First ramble of the blog:  I do not generally consider myself a writer.  I actually commonly say, and feel, that I hate to write.  I think that the reason for that starts back in 6th grade when I heard some girls making fun of my friend's poetry.  I had been writing what I considered to be pretty good poetry, but I started to feel like maybe I couldn't write for my own enjoyment.  I might be mocked!  What if I used the wrong word?  What if it sounded babyish?  What if someone thought less of me after reading my writing? 

The next time period I remember really having an impact on my like of writing (I don't know how much I ever really loved it) was during 8th grade in my English class.  We had to write all sorts of stories.  First, we had to do a rough draft...AND THEN HAVE OUR PEERS CRITIQUE AND PROOFREAD IT!  Then a second draft...AND HAVE OUR PEERS CRITIQUE AND PROOFREAD IT!  (There may have been yet another round of this humiliation.)  Then a final draft, which we could turn in.  Being something of a perfectionist, I would critique and correct as I wrote.  There was no way that I was willing to consciously leave in misspellings or improper punctuation, etc.  The final result of my refusal to let anyone see anything but my best in the first place, was a lack of the proper amount of drafts (since once I finally showed any of my writing to any of my peers, I rarely, if ever, got any corrections; how can you make more than one draft without any changes?), and therefore, a poor grade in the class.  If this was what writing was, I didn't like it.

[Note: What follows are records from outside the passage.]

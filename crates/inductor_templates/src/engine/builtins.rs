//! Builtin template functions and value formatting.

use serde_json::{Number, Value};

/// Truthiness: false, zero, nil and empty strings/arrays/objects are false.
pub fn is_true(value: &Value) -> bool {
    match value {
        Value::Null => false,
        Value::Bool(b) => *b,
        Value::Number(n) => n.as_f64().is_some_and(|f| f != 0.0),
        Value::String(s) => !s.is_empty(),
        Value::Array(items) => !items.is_empty(),
        Value::Object(map) => !map.is_empty(),
    }
}

/// Print a value the way an action emits it.
pub fn format_value(value: &Value) -> String {
    match value {
        Value::Null => "<no value>".to_string(),
        Value::Bool(b) => b.to_string(),
        Value::Number(n) => n.to_string(),
        Value::String(s) => s.clone(),
        Value::Array(items) => {
            let items: Vec<String> = items.iter().map(format_value).collect();
            format!("[{}]", items.join(" "))
        }
        Value::Object(map) => {
            let entries: Vec<String> = map
                .iter()
                .map(|(k, v)| format!("{}:{}", k, format_value(v)))
                .collect();
            format!("map[{}]", entries.join(" "))
        }
    }
}

fn type_name(value: &Value) -> &'static str {
    match value {
        Value::Null => "<nil>",
        Value::Bool(_) => "bool",
        Value::Number(n) if n.is_f64() => "float64",
        Value::Number(_) => "int",
        Value::String(_) => "string",
        Value::Array(_) => "[]interface {}",
        Value::Object(_) => "map[string]interface {}",
    }
}

fn arity(name: &str, args: &[Value], expected: usize) -> Result<(), String> {
    if args.len() != expected {
        return Err(format!(
            "wrong number of args for {}: want {} got {}",
            name,
            expected,
            args.len()
        ));
    }
    Ok(())
}

fn equal(a: &Value, b: &Value) -> Result<bool, String> {
    match (a, b) {
        (Value::Null, Value::Null) => Ok(true),
        (Value::Bool(x), Value::Bool(y)) => Ok(x == y),
        (Value::String(x), Value::String(y)) => Ok(x == y),
        (Value::Number(x), Value::Number(y)) => Ok(numbers_equal(x, y)),
        (Value::Array(_), _) | (Value::Object(_), _) => {
            Err(format!("non-comparable type {}", type_name(a)))
        }
        (_, Value::Array(_)) | (_, Value::Object(_)) => {
            Err(format!("non-comparable type {}", type_name(b)))
        }
        _ => Err("incompatible types for comparison".to_string()),
    }
}

fn numbers_equal(x: &Number, y: &Number) -> bool {
    match (x.as_i64(), y.as_i64()) {
        (Some(a), Some(b)) => a == b,
        _ => x.as_f64() == y.as_f64(),
    }
}

/// `eq a b [c ...]`: true when `a` equals any of the others.
pub(crate) fn eq(args: &[Value]) -> Result<Value, String> {
    let (first, rest) = args
        .split_first()
        .ok_or_else(|| "missing argument for comparison".to_string())?;
    if rest.is_empty() {
        return Err("missing argument for comparison".to_string());
    }
    for other in rest {
        if equal(first, other)? {
            return Ok(Value::Bool(true));
        }
    }
    Ok(Value::Bool(false))
}

pub(crate) fn ne(args: &[Value]) -> Result<Value, String> {
    arity("ne", args, 2)?;
    Ok(Value::Bool(!equal(&args[0], &args[1])?))
}

pub(crate) fn not(args: &[Value]) -> Result<Value, String> {
    arity("not", args, 1)?;
    Ok(Value::Bool(!is_true(&args[0])))
}

/// First false argument, or the last one.
pub(crate) fn and(args: &[Value]) -> Result<Value, String> {
    if args.len() < 2 {
        return Err(format!("wrong number of args for and: want at least 2 got {}", args.len()));
    }
    let found = args.iter().find(|v| !is_true(v)).unwrap_or(&args[args.len() - 1]);
    Ok(found.clone())
}

/// First true argument, or the last one.
pub(crate) fn or(args: &[Value]) -> Result<Value, String> {
    if args.len() < 2 {
        return Err(format!("wrong number of args for or: want at least 2 got {}", args.len()));
    }
    let found = args.iter().find(|v| is_true(v)).unwrap_or(&args[args.len() - 1]);
    Ok(found.clone())
}

/// `printf format args...` supporting `%s %d %v %t %q %%`.
///
/// Bad verbs and argument mismatches are written into the output
/// (`%!d(string=x)`, `%!s(MISSING)`) rather than failing.
pub(crate) fn printf(args: &[Value]) -> Result<Value, String> {
    let (format, values) = match args.split_first() {
        Some((Value::String(format), values)) => (format, values),
        Some((other, _)) => return Err(format!("format must be a string, got {}", type_name(other))),
        None => return Err("wrong number of args for printf: want at least 1 got 0".to_string()),
    };

    let mut out = String::new();
    let mut values = values.iter();
    let mut chars = format.chars();

    while let Some(c) = chars.next() {
        if c != '%' {
            out.push(c);
            continue;
        }
        let Some(verb) = chars.next() else {
            out.push_str("%!(NOVERB)");
            break;
        };
        if verb == '%' {
            out.push('%');
            continue;
        }
        let Some(value) = values.next() else {
            out.push_str(&format!("%!{}(MISSING)", verb));
            continue;
        };
        out.push_str(&format_verb(verb, value));
    }

    let extra: Vec<String> = values
        .map(|v| format!("{}={}", type_name(v), format_value(v)))
        .collect();
    if !extra.is_empty() {
        out.push_str(&format!("%!(EXTRA {})", extra.join(", ")));
    }

    Ok(Value::String(out))
}

fn format_verb(verb: char, value: &Value) -> String {
    match (verb, value) {
        ('v', _) => format_value(value),
        ('s', Value::String(s)) => s.clone(),
        ('q', Value::String(s)) => format!("{:?}", s),
        ('t', Value::Bool(b)) => b.to_string(),
        ('d', Value::Number(n)) if n.as_i64().is_some() || n.as_u64().is_some() => n.to_string(),
        _ => format!("%!{}({}={})", verb, type_name(value), format_value(value)),
    }
}

#[cfg(test)]
mod tests {
    use super::*;
    use serde_json::json;

    fn s(v: &str) -> Value {
        Value::String(v.to_string())
    }

    #[test]
    fn test_is_true() {
        assert!(!is_true(&json!(null)));
        assert!(!is_true(&json!(0)));
        assert!(!is_true(&json!("")));
        assert!(!is_true(&json!([])));
        assert!(is_true(&json!(61400)));
        assert!(is_true(&json!("winrm")));
        assert!(is_true(&json!({"a": 1})));
    }

    #[test]
    fn test_eq() {
        assert_eq!(eq(&[s("ssh"), s("ssh")]).unwrap(), json!(true));
        assert_eq!(eq(&[s("ssh"), s("winrm")]).unwrap(), json!(false));
        assert_eq!(eq(&[s("a"), s("b"), s("a")]).unwrap(), json!(true));
        assert_eq!(eq(&[json!(2), json!(2)]).unwrap(), json!(true));
        assert!(eq(&[s("2"), json!(2)]).is_err());
        assert!(eq(&[s("a")]).is_err());
        assert!(eq(&[json!([1]), json!([1])]).is_err());
    }

    #[test]
    fn test_ne_not_and_or() {
        assert_eq!(ne(&[s("a"), s("b")]).unwrap(), json!(true));
        assert_eq!(not(&[json!(false)]).unwrap(), json!(true));
        assert!(not(&[]).is_err());
        assert_eq!(and(&[json!(1), s(""), json!(2)]).unwrap(), s(""));
        assert_eq!(and(&[json!(1), json!(2)]).unwrap(), json!(2));
        assert_eq!(or(&[s(""), s("x")]).unwrap(), s("x"));
        assert_eq!(or(&[s(""), json!(0)]).unwrap(), json!(0));
    }

    #[test]
    fn test_printf() {
        assert_eq!(
            printf(&[s("vagrant-%s"), s("win10")]).unwrap(),
            s("vagrant-win10")
        );
        assert_eq!(
            printf(&[s("%d MB, %v cpus, %t, %q, 100%%"), json!(2048), json!(2), json!(true), s("a\"b")]).unwrap(),
            s("2048 MB, 2 cpus, true, \"a\\\"b\", 100%")
        );
    }

    #[test]
    fn test_printf_mismatches() {
        assert_eq!(printf(&[s("%d"), s("x")]).unwrap(), s("%!d(string=x)"));
        assert_eq!(printf(&[s("%s")]).unwrap(), s("%!s(MISSING)"));
        assert_eq!(printf(&[s("a"), json!(1)]).unwrap(), s("a%!(EXTRA int=1)"));
        assert!(printf(&[json!(1)]).is_err());
    }

    #[test]
    fn test_format_value() {
        assert_eq!(format_value(&json!(null)), "<no value>");
        assert_eq!(format_value(&json!([1, "a"])), "[1 a]");
        assert_eq!(format_value(&json!({"k": true})), "map[k:true]");
    }
}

My dislike of writing caused me, at times, to make some poor choices in school.  In 9th grade, I got a D- in a class because I refused to turn in the two main projects which involved writing reports (I believe they also involved other scary things like interviewing people, but that may have been a different class).  I dropped out of a class mid-course during college because I was overwhelmed by the amount of writing I would have to do.  It was a really interesting course too.

My fear of writing has been the main cause of my not completing my degree.  Why torture myself?  And forget even thinking about doing a Master's...a THESIS???!!!!  Never in a million years!

Now, lest you think that my angst about writing has caused a permanent writer's block until this moment, let me put your worries to rest.  I actually have written a fair amount of papers that have been required of me for various reasons.  I have also semi-faithfully kept a journal.  But to purposely set out to do something like, say, write a book sounds about as fun to me as walking on a bed of nails.

I give you this information, dear readers, in the hopes that you will be easy on me.  Try not to make fun of me.  Overlook any improper punctuation, poor grammar, misspellings, overuse of parentheses and ... (whatever those dotdotdot things are called), annoying repetition, annoying repetition, annoying repetition, um...or any other flaws in my ramblings.  I say this hypocritically, because I often notice these things in other people's writings (but not on purpose!).  I try really hard to see past it, though.

Having written all that, I look up and see that I can't find a spellcheck button!  Also, no right-clicking on a word to see synonyms.  What if I used the wrong word (is angst even the right word to put in?  Is is spelled correctly?)? -(Is that where the question mark even belongs?!!!)  Stress is starting to build up.  I could check my dictionary and my writing guide to make sure, but do I really want to stop this before it gets off the ground?  That could make this whole adventure too overwhelming.  I take a deep breath and decide.  I'll just write.